06.12.2007

Zum Abschluss des Münchner Festivals der Filmhochschulen

NOW EVERYBODY SEEMS TO BE HAPPY
Now Everybody Seems To Be Happy

Alltagsvollzug

Von Axel Timo Purr

Nicht anders als beim Wein haben auch die Abschluss­jahr­gänge an den inter­na­tio­nalen Film­hoch­schulen ihre beson­deren Noten, ist es immer wieder absehbar, ob gesell­schafl­ti­ches- und wirt­schaft­li­ches Schön­wet­ter­klima geherrscht hat oder erodie­rende Werte­sys­teme zu psycho­genen Film­land­schaften trans­for­miert worden sind.

Das Besondere am gegen­wär­tigen Jahrgang, dessen Auslese auf dem eben zu Ende gegan­genen Festival der Film­hoch­schulen in München präsen­tiert wurde, ist ein faszi­nie­render, aber auch ernüch­ternder Hang zum ausdrück­lich nicht Beson­deren, zum ungewollt Unspek­ta­kulären, zum Alltags­vollzug.

Besonders deutlich läßt sich diese Tendenz am Preis­träger zum besten Film des dies­jäh­rigen Festivals ablesen, dem argen­ti­ni­schen Now Everybody Seems To Be Happy, einer zwan­zig­mi­nü­tigen Variation über das Loli­ta­thema. Der 43-jährige Roberto, Professor von Beruf, brennt mit der 14-jährigen Carmen durch. Auf dem uner­klärten Weg ins Nirgendwo des von Rinder­herden und wort­kargen Menschen bevöl­kerten argen­ti­ni­schen wilden Westens erdrückt allein schon die schiere Alltäg­lich­keit des stun­den­langen Umher­fah­rens die Perspek­tive dieser Beziehung. Weder findet das Paar ein gemein­sames Thema zum Reden, noch funk­tio­niert das Binde­mittel Sex. Nicht einmal die Musik aus dem Radio kittet die Anta­go­nismen; Lolita ist zu jung, um die Musik des Profes­sors auch nur zu kennen geschweige denn sie zu genießen. Genervt verbietet sie ihm schließ­lich den Sound­track seines Lebens. So ist es alles andere als über­ra­schend, dass ihre erste Nacht auf der Flucht auch ihre letzte ist. Die Festnahme Robertos am nächsten Morgen durch die Polizei kommt einer Erlösung gleich, zum ersten und einzigen Mal lächelt Roberto.

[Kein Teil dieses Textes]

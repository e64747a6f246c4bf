//! Artifacts: uploaded content, its collections and its metadata.

pub mod endpoints;
pub mod paths;
pub mod types;
pub mod views;

use endpoints::{
    AddCollectionPayload, AddMetadataPayload, ListPayload, ReadPayload, RemoveCollectionPayload,
    RemoveMetadataPayload, UploadRequestData,
};
use ivcap_core::prelude::{ApiClient, ApiClientError, Transport};
use types::{ArtifactListRT, ArtifactStatusRT};

pub struct Artifacts<'a, T: Transport> {
    client: &'a ApiClient<T>,
}

impl<'a, T: Transport> Artifacts<'a, T> {
    pub(crate) fn new(client: &'a ApiClient<T>) -> Self {
        Self { client }
    }

    pub async fn list(&self, p: ListPayload) -> Result<ArtifactListRT, ApiClientError> {
        self.client.execute(p).await
    }

    /// Streams the content; the result carries the TUS headers of the reply.
    pub async fn upload(&self, data: UploadRequestData) -> Result<ArtifactStatusRT, ApiClientError> {
        self.client.execute(data).await
    }

    pub async fn read(&self, p: ReadPayload) -> Result<ArtifactStatusRT, ApiClientError> {
        self.client.execute(p).await
    }

    pub async fn add_collection(&self, p: AddCollectionPayload) -> Result<(), ApiClientError> {
        self.client.execute(p).await
    }

    pub async fn remove_collection(&self, p: RemoveCollectionPayload) -> Result<(), ApiClientError> {
        self.client.execute(p).await
    }

    pub async fn add_metadata(&self, p: AddMetadataPayload) -> Result<(), ApiClientError> {
        self.client.execute(p).await
    }

    pub async fn remove_metadata(&self, p: RemoveMetadataPayload) -> Result<(), ApiClientError> {
        self.client.execute(p).await
    }
}
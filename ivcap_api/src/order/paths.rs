use ivcap_core::prelude::UrlPath;

const ROOT: &str = "1/orders";

pub fn list_order_path() -> String {
    UrlPath::new().with_raw(ROOT).into_string()
}

pub fn create_order_path() -> String {
    UrlPath::new().with_raw(ROOT).into_string()
}

pub fn read_order_path(id: &str) -> String {
    UrlPath::new().with_raw(ROOT).with_segment(id).into_string()
}

pub fn logs_order_path() -> String {
    UrlPath::new().with_raw(ROOT).with_raw("logs").into_string()
}

pub fn top_order_path() -> String {
    UrlPath::new().with_raw(ROOT).with_raw("top").into_string()
}
//! The gateway's closed set of typed rejections.
//!
//! Each kind maps to exactly one HTTP status. Kinds that share a status
//! (`bad-request` and `invalid-credential` on 400) are told apart by the
//! `goa-error` response header.

use crate::validate::ValidationError;
use http::StatusCode;
use serde::{Deserialize, Serialize};
use std::fmt;
use thiserror::Error;

/// Response header naming the error kind.
pub const ERROR_HEADER: &str = "goa-error";

#[derive(Copy, Clone, Debug, Eq, PartialEq, Hash)]
pub enum ErrorKind {
    BadRequest,
    InvalidCredential,
    InvalidParameter,
    InvalidScopes,
    NotImplemented,
    NotFound,
    NotAvailable,
    NotAuthorized,
}

impl ErrorKind {
    pub const ALL: [ErrorKind; 8] = [
        ErrorKind::BadRequest,
        ErrorKind::InvalidCredential,
        ErrorKind::InvalidParameter,
        ErrorKind::InvalidScopes,
        ErrorKind::NotImplemented,
        ErrorKind::NotFound,
        ErrorKind::NotAvailable,
        ErrorKind::NotAuthorized,
    ];

    pub fn status(self) -> StatusCode {
        match self {
            ErrorKind::BadRequest | ErrorKind::InvalidCredential => StatusCode::BAD_REQUEST,
            ErrorKind::InvalidParameter => StatusCode::UNPROCESSABLE_ENTITY,
            ErrorKind::InvalidScopes => StatusCode::FORBIDDEN,
            ErrorKind::NotImplemented => StatusCode::NOT_IMPLEMENTED,
            ErrorKind::NotFound => StatusCode::NOT_FOUND,
            ErrorKind::NotAvailable => StatusCode::SERVICE_UNAVAILABLE,
            ErrorKind::NotAuthorized => StatusCode::UNAUTHORIZED,
        }
    }

    /// Discriminator value sent in `goa-error`.
    pub fn name(self) -> &'static str {
        match self {
            ErrorKind::BadRequest => "bad-request",
            ErrorKind::InvalidCredential => "invalid-credential",
            ErrorKind::InvalidParameter => "invalid-parameter",
            ErrorKind::InvalidScopes => "invalid-scopes",
            ErrorKind::NotImplemented => "not-implemented",
            ErrorKind::NotFound => "not-found",
            ErrorKind::NotAvailable => "not-available",
            ErrorKind::NotAuthorized => "not-authorized",
        }
    }

    pub fn from_name(name: &str) -> Option<ErrorKind> {
        ErrorKind::ALL.into_iter().find(|k| k.name() == name)
    }

    /// Kinds whose response carries no body worth reading.
    pub fn has_body(self) -> bool {
        !matches!(
            self,
            ErrorKind::InvalidCredential | ErrorKind::NotAvailable | ErrorKind::NotAuthorized
        )
    }
}

impl fmt::Display for ErrorKind {
    fn fmt(&self, f: &mut fmt::Formatter<'_>) -> fmt::Result {
        f.write_str(self.name())
    }
}

/// Bad arguments supplied.
#[derive(Clone, Debug, Default, PartialEq, Eq, Serialize, Deserialize)]
pub struct BadRequestT {
    pub message: String,
}

/// Provided credential is not valid.
#[derive(Clone, Debug, Default, PartialEq, Eq)]
pub struct InvalidCredentialsT;

/// A query or body parameter was rejected.
#[derive(Clone, Debug, Default, PartialEq, Eq, Serialize, Deserialize)]
pub struct InvalidParameterValue {
    pub name: Option<String>,
    pub value: Option<String>,
    pub message: String,
}

/// Caller not authorized to access required scope.
#[derive(Clone, Debug, Default, PartialEq, Eq, Serialize, Deserialize)]
pub struct InvalidScopesT {
    pub id: Option<String>,
    pub message: String,
}

/// Method is not yet implemented.
#[derive(Clone, Debug, Default, PartialEq, Eq, Serialize, Deserialize)]
pub struct NotImplementedT {
    pub message: String,
}

/// Attempt to manage a resource that does not exist.
#[derive(Clone, Debug, Default, PartialEq, Eq, Serialize, Deserialize)]
pub struct ResourceNotFoundT {
    pub id: String,
    pub message: String,
}

/// Service necessary to fulfil the request is currently not available.
#[derive(Clone, Debug, Default, PartialEq, Eq)]
pub struct ServiceNotAvailableT;

/// Unauthorized access to resource.
#[derive(Clone, Debug, Default, PartialEq, Eq)]
pub struct UnauthorizedT;

#[derive(Error, Clone, Debug, PartialEq, Eq)]
pub enum ServiceError {
    #[error("bad arguments supplied: {}", .0.message)]
    BadRequest(BadRequestT),
    #[error("provided credential is not valid")]
    InvalidCredential(InvalidCredentialsT),
    #[error("invalid parameter: {}", .0.message)]
    InvalidParameter(InvalidParameterValue),
    #[error("caller not authorized to access required scope: {}", .0.message)]
    InvalidScopes(InvalidScopesT),
    #[error("method is not yet implemented: {}", .0.message)]
    NotImplemented(NotImplementedT),
    #[error("resource not found: {} ({})", .0.message, .0.id)]
    NotFound(ResourceNotFoundT),
    #[error("service not available")]
    NotAvailable(ServiceNotAvailableT),
    #[error("unauthorized access to resource")]
    NotAuthorized(UnauthorizedT),
}

impl ServiceError {
    pub fn kind(&self) -> ErrorKind {
        match self {
            ServiceError::BadRequest(_) => ErrorKind::BadRequest,
            ServiceError::InvalidCredential(_) => ErrorKind::InvalidCredential,
            ServiceError::InvalidParameter(_) => ErrorKind::InvalidParameter,
            ServiceError::InvalidScopes(_) => ErrorKind::InvalidScopes,
            ServiceError::NotImplemented(_) => ErrorKind::NotImplemented,
            ServiceError::NotFound(_) => ErrorKind::NotFound,
            ServiceError::NotAvailable(_) => ErrorKind::NotAvailable,
            ServiceError::NotAuthorized(_) => ErrorKind::NotAuthorized,
        }
    }

    #[inline]
    pub fn name(&self) -> &'static str {
        self.kind().name()
    }

    #[inline]
    pub fn status(&self) -> StatusCode {
        self.kind().status()
    }

    /// Error message as reported by the gateway, when the kind carries one.
    pub fn message(&self) -> Option<&str> {
        match self {
            ServiceError::BadRequest(e) => Some(&e.message),
            ServiceError::InvalidParameter(e) => Some(&e.message),
            ServiceError::InvalidScopes(e) => Some(&e.message),
            ServiceError::NotImplemented(e) => Some(&e.message),
            ServiceError::NotFound(e) => Some(&e.message),
            ServiceError::InvalidCredential(_)
            | ServiceError::NotAvailable(_)
            | ServiceError::NotAuthorized(_) => None,
        }
    }
}

// Wire shapes of the error bodies. Every field is optional so that a missing
// one surfaces as a validation error rather than a decoding error.

#[derive(Debug, Default, Deserialize)]
pub(crate) struct MessageBody {
    message: Option<String>,
}

impl MessageBody {
    fn message(self) -> Result<String, ValidationError> {
        let mut v = ValidationError::new();
        v.require("message", &self.message);
        v.into_result()?;
        Ok(self.message.unwrap_or_default())
    }

    pub(crate) fn into_bad_request(self) -> Result<BadRequestT, ValidationError> {
        Ok(BadRequestT {
            message: self.message()?,
        })
    }

    pub(crate) fn into_not_implemented(self) -> Result<NotImplementedT, ValidationError> {
        Ok(NotImplementedT {
            message: self.message()?,
        })
    }
}

#[derive(Debug, Default, Deserialize)]
pub(crate) struct InvalidParameterBody {
    name: Option<String>,
    value: Option<String>,
    message: Option<String>,
}

impl InvalidParameterBody {
    pub(crate) fn into_record(self) -> Result<InvalidParameterValue, ValidationError> {
        let mut v = ValidationError::new();
        v.require("message", &self.message);
        v.into_result()?;
        Ok(InvalidParameterValue {
            name: self.name,
            value: self.value,
            message: self.message.unwrap_or_default(),
        })
    }
}

#[derive(Debug, Default, Deserialize)]
pub(crate) struct InvalidScopesBody {
    id: Option<String>,
    message: Option<String>,
}

impl InvalidScopesBody {
    pub(crate) fn into_record(self) -> Result<InvalidScopesT, ValidationError> {
        let mut v = ValidationError::new();
        v.require("message", &self.message);
        v.into_result()?;
        Ok(InvalidScopesT {
            id: self.id,
            message: self.message.unwrap_or_default(),
        })
    }
}

#[derive(Debug, Default, Deserialize)]
pub(crate) struct NotFoundBody {
    id: Option<String>,
    message: Option<String>,
}

impl NotFoundBody {
    pub(crate) fn into_record(self) -> Result<ResourceNotFoundT, ValidationError> {
        let mut v = ValidationError::new();
        v.require("id", &self.id);
        v.require("message", &self.message);
        v.into_result()?;
        Ok(ResourceNotFoundT {
            id: self.id.unwrap_or_default(),
            message: self.message.unwrap_or_default(),
        })
    }
}

#[cfg(test)]
mod test {
    use super::*;

    #[test]
    fn every_kind_round_trips_through_its_name() {
        for k in ErrorKind::ALL {
            assert_eq!(ErrorKind::from_name(k.name()), Some(k));
        }
        assert_eq!(ErrorKind::from_name("teapot"), None);
    }

    #[test]
    fn statuses_are_unique_except_for_400() {
        let four_hundreds: Vec<_> = ErrorKind::ALL
            .into_iter()
            .filter(|k| k.status() == StatusCode::BAD_REQUEST)
            .collect();
        assert_eq!(
            four_hundreds,
            vec![ErrorKind::BadRequest, ErrorKind::InvalidCredential]
        );
    }

    #[test]
    fn not_found_body_requires_id_and_message() {
        let body: NotFoundBody = serde_json::from_str(r#"{"message":"gone"}"#).unwrap();
        let err = body.into_record().unwrap_err();
        assert_eq!(err.errors()[0].field, "id");

        let body: NotFoundBody =
            serde_json::from_str(r#"{"id":"urn:x:1","message":"gone"}"#).unwrap();
        assert_eq!(
            body.into_record().unwrap(),
            ResourceNotFoundT {
                id: "urn:x:1".into(),
                message: "gone".into()
            }
        );
    }

    #[test]
    fn message_accessor() {
        let e = ServiceError::InvalidParameter(InvalidParameterValue {
            message: "top must be >=1".into(),
            ..Default::default()
        });
        assert_eq!(e.message(), Some("top must be >=1"));
        assert_eq!(e.name(), "invalid-parameter");
        assert_eq!(ServiceError::NotAvailable(ServiceNotAvailableT).message(), None);
    }
}
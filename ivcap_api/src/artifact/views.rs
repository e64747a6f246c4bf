use super::types::{ArtifactListItem, ArtifactListRT, ArtifactStatusRT};
use crate::common::{MetadataT, NavT, RefT, SelfT, vec_or_default, vec_or_none};
use ivcap_core::validate::ValidationError;
use ivcap_core::view::ResultView;
use serde::{Deserialize, Serialize};

#[derive(Clone, Debug, Default, PartialEq, Serialize, Deserialize)]
pub struct ArtifactListRTView {
    #[serde(default, skip_serializing_if = "Option::is_none")]
    pub artifacts: Option<Vec<ArtifactListItem>>,
    #[serde(default, skip_serializing_if = "Option::is_none")]
    pub links: Option<NavT>,
}

impl ResultView for ArtifactListRTView {
    type Result = ArtifactListRT;

    fn project(res: &ArtifactListRT, _view: &str) -> Self {
        Self {
            artifacts: Some(res.artifacts.clone()),
            links: res.links.clone(),
        }
    }

    fn validate(&self, _view: &str) -> Result<(), ValidationError> {
        let mut v = ValidationError::new();
        v.require("artifacts", &self.artifacts);
        v.into_result()
    }

    fn into_result(self) -> ArtifactListRT {
        ArtifactListRT {
            artifacts: vec_or_default(self.artifacts),
            links: self.links,
        }
    }
}

#[derive(Clone, Debug, Default, PartialEq, Serialize, Deserialize)]
#[serde(rename_all = "kebab-case")]
pub struct ArtifactStatusRTView {
    #[serde(default, skip_serializing_if = "Option::is_none")]
    pub id: Option<String>,
    #[serde(default, skip_serializing_if = "Option::is_none")]
    pub name: Option<String>,
    #[serde(default, skip_serializing_if = "Option::is_none")]
    pub collections: Option<Vec<String>>,
    #[serde(default, skip_serializing_if = "Option::is_none")]
    pub data: Option<SelfT>,
    #[serde(default, skip_serializing_if = "Option::is_none")]
    pub status: Option<String>,
    #[serde(default, skip_serializing_if = "Option::is_none")]
    pub mime_type: Option<String>,
    #[serde(default, skip_serializing_if = "Option::is_none")]
    pub size: Option<i64>,
    #[serde(default, skip_serializing_if = "Option::is_none")]
    pub metadata: Option<Vec<MetadataT>>,
    #[serde(default, skip_serializing_if = "Option::is_none")]
    pub account: Option<RefT>,
    #[serde(default, skip_serializing_if = "Option::is_none")]
    pub links: Option<SelfT>,
    #[serde(default, skip_serializing_if = "Option::is_none")]
    pub location: Option<String>,
    #[serde(default, skip_serializing_if = "Option::is_none")]
    pub tus_resumable: Option<String>,
    #[serde(default, skip_serializing_if = "Option::is_none")]
    pub tus_offset: Option<i64>,
}

impl ResultView for ArtifactStatusRTView {
    type Result = ArtifactStatusRT;

    fn project(res: &ArtifactStatusRT, _view: &str) -> Self {
        Self {
            id: Some(res.id.clone()),
            name: res.name.clone(),
            collections: vec_or_none(&res.collections),
            data: res.data.clone(),
            status: Some(res.status.clone()),
            mime_type: res.mime_type.clone(),
            size: res.size,
            metadata: vec_or_none(&res.metadata),
            account: res.account.clone(),
            links: res.links.clone(),
            location: res.location.clone(),
            tus_resumable: res.tus_resumable.clone(),
            tus_offset: res.tus_offset,
        }
    }

    fn validate(&self, _view: &str) -> Result<(), ValidationError> {
        let mut v = ValidationError::new();
        v.require("id", &self.id);
        v.require("status", &self.status);
        v.into_result()
    }

    fn into_result(self) -> ArtifactStatusRT {
        ArtifactStatusRT {
            id: self.id.unwrap_or_default(),
            name: self.name,
            collections: vec_or_default(self.collections),
            data: self.data,
            status: self.status.unwrap_or_default(),
            mime_type: self.mime_type,
            size: self.size,
            metadata: vec_or_default(self.metadata),
            account: self.account,
            links: self.links,
            location: self.location,
            tus_resumable: self.tus_resumable,
            tus_offset: self.tus_offset,
        }
    }
}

Auch die übrigen Preis­träger erzählen von einem Alltag, der gefangen nimmt: der beste Doku­men­tar­film Scarlet Sunrise bewegt sich in gran­diosen Bildern nahezu sprachlos durch die kleine Siedlung Barents­burg, nördlich des russi­schen Polar­kreises und beob­achtet Menschen, die nur durch die Präsenz der Kamera zu einem manchmal selbst­iro­ni­schen Kommentar fähig scheinen, so wie der einzige Arzt der Insel: »Ich weiß nicht, ob ich gut bin, aber da ich hier der Einzige bin, spielt das keine Rolle.« Ähnlich einsam zieht der Prot­ago­nist des israe­li­schen Beitrags und Gewinners des Spezi­al­preises der Jury seine Runden zwischen Jerusalem und Tel Aviv. Sowohl seine Frau als auch seine beiden erwach­senen Kinder sind von der Banalität ihres Alltags derartig durch­drungen, dass sie die Trauer um den Tod des Hundes, der 14 Jahre Teil des Fami­li­en­le­bens war, schlichtweg verwei­gern. Das auch in Kriegs­zeiten alltäg­liche Lange­weile möglich ist und dazu noch tödliche Folgen haben kann, zeigt viel­leicht ein wenig zu plakativ der zum besten deutschen Beitrag gekürte Milan. Aber immerhin gelingt es Milan trotz des offen­sicht­li­chen Konstrukts der in den Balkan­krieg einge­bet­teten Erzählung zu berühren.

Das dies den anderen Filmen nur ganz selten gelingt, liegt in der Natur der Sache, ist das ja gerade das Wesen des Alltags, das unmerk­liche, fast zarte Abhan­den­kommen aller Gefühle und die Akzeptanz der Gefan­gen­schaft, die immerhin eines bietet – Sicher­heit. Den Ausbruch aus dieser bieder­mei­er­schen Behag­lich­keit gab es dieses Mal nicht zu konsta­tieren, aber umso gespannter darf deshalb auf den nächsten Jahrgang gewartet werden.